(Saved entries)
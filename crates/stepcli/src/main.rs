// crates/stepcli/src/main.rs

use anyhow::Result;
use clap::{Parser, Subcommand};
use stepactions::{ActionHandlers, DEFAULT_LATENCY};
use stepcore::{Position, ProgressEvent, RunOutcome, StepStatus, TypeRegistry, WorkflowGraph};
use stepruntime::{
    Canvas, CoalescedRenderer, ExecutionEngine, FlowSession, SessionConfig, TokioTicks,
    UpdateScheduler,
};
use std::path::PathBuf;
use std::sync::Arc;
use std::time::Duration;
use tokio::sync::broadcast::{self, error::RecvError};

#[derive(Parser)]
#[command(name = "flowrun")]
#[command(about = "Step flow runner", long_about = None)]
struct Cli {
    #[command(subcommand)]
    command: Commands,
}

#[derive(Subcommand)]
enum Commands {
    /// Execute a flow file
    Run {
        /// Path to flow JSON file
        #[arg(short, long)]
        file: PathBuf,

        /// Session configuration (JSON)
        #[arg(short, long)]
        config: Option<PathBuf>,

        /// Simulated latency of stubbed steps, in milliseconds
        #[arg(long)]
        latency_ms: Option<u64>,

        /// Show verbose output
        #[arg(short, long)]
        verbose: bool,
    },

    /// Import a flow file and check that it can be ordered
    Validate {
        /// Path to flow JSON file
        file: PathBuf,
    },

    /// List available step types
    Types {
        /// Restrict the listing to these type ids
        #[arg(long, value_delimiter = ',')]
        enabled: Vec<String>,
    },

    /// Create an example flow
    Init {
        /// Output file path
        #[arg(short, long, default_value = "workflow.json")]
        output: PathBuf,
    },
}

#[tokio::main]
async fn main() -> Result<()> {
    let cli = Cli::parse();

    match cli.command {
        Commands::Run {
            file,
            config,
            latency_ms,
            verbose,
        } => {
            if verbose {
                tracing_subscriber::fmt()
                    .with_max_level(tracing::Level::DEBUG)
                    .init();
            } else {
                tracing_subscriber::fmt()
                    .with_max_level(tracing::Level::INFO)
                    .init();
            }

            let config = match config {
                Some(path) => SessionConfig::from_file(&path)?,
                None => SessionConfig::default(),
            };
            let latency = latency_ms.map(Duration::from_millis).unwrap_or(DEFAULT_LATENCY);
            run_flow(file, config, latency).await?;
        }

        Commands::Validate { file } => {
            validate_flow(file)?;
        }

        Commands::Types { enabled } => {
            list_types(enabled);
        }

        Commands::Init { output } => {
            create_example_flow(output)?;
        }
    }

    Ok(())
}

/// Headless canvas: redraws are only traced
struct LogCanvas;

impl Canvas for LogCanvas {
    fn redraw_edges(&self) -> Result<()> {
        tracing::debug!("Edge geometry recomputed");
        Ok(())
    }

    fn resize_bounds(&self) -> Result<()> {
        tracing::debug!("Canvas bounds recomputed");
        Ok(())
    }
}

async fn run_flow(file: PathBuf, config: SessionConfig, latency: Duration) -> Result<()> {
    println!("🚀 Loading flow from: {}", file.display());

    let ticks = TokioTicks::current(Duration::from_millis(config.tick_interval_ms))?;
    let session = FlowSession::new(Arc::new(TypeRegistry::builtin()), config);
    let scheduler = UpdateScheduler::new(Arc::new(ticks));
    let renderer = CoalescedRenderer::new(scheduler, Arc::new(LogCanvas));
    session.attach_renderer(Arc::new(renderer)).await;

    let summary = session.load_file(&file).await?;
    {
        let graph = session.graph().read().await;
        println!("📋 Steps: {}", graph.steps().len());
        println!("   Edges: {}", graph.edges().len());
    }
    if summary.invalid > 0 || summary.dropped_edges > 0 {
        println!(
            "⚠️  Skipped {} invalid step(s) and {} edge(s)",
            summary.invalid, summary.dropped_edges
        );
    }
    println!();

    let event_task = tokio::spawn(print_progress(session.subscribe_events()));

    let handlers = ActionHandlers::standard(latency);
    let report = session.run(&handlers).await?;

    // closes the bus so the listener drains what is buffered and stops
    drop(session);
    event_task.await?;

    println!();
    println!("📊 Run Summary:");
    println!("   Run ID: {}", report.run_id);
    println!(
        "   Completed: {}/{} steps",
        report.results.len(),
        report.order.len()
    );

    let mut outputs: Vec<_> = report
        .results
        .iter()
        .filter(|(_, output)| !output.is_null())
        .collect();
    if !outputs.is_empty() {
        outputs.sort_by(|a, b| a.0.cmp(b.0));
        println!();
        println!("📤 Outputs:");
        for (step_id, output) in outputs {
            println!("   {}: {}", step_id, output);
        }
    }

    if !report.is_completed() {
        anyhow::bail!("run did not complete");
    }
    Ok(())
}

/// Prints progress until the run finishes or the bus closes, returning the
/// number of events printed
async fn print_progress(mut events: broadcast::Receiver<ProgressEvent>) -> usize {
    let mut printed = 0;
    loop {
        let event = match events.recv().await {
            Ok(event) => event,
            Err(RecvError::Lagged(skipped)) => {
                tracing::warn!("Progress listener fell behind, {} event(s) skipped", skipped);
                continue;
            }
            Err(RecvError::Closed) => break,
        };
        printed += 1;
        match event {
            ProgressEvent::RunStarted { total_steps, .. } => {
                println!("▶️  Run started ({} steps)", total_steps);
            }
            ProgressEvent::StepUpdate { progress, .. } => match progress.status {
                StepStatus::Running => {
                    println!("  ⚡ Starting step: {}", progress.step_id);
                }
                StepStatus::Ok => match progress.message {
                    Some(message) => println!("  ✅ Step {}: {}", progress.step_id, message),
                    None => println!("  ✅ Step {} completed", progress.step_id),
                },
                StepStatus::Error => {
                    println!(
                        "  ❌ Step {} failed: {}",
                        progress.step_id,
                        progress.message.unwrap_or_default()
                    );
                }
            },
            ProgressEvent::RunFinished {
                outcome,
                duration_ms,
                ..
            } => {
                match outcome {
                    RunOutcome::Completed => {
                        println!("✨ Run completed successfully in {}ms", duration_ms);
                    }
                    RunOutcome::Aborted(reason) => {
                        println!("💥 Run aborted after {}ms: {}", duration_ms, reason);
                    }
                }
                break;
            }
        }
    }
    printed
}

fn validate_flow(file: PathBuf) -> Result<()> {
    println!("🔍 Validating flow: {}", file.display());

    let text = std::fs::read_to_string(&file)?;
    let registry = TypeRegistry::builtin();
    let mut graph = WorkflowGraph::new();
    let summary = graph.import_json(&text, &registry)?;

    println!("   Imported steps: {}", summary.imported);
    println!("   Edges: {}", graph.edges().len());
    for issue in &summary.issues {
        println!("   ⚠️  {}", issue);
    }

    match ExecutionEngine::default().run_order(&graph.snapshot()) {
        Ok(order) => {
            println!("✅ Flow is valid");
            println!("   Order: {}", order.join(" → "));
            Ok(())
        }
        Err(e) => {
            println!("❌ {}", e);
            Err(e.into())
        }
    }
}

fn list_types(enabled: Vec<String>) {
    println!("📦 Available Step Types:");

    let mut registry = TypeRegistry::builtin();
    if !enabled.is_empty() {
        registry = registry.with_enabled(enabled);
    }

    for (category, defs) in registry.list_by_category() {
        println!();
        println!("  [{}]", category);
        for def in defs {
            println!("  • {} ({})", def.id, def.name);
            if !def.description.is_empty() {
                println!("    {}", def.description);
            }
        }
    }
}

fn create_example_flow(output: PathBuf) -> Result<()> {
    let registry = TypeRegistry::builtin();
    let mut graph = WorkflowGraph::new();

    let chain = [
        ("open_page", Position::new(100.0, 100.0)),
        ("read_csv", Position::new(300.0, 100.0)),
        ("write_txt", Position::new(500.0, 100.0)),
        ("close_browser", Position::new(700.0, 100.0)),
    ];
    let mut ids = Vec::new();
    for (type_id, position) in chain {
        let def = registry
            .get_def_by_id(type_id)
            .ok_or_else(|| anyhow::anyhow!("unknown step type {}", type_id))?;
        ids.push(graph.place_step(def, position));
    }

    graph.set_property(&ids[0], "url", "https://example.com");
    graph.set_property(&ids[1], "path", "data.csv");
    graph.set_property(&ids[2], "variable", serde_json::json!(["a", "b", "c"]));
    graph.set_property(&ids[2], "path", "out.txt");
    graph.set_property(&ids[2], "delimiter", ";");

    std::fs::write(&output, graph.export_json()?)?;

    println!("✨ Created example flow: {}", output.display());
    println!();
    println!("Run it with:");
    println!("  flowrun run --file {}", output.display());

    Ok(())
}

- [Problem to work on]:
Lines that include the word "RunOutcome" are to be extracted from the data above.

- [Response area]:
use stepcore::{Position, ProgressEvent, RunOutcome, StepStatus, TypeRegistry, WorkflowGraph};
                    RunOutcome::Completed => {
                    RunOutcome::Aborted(reason) => {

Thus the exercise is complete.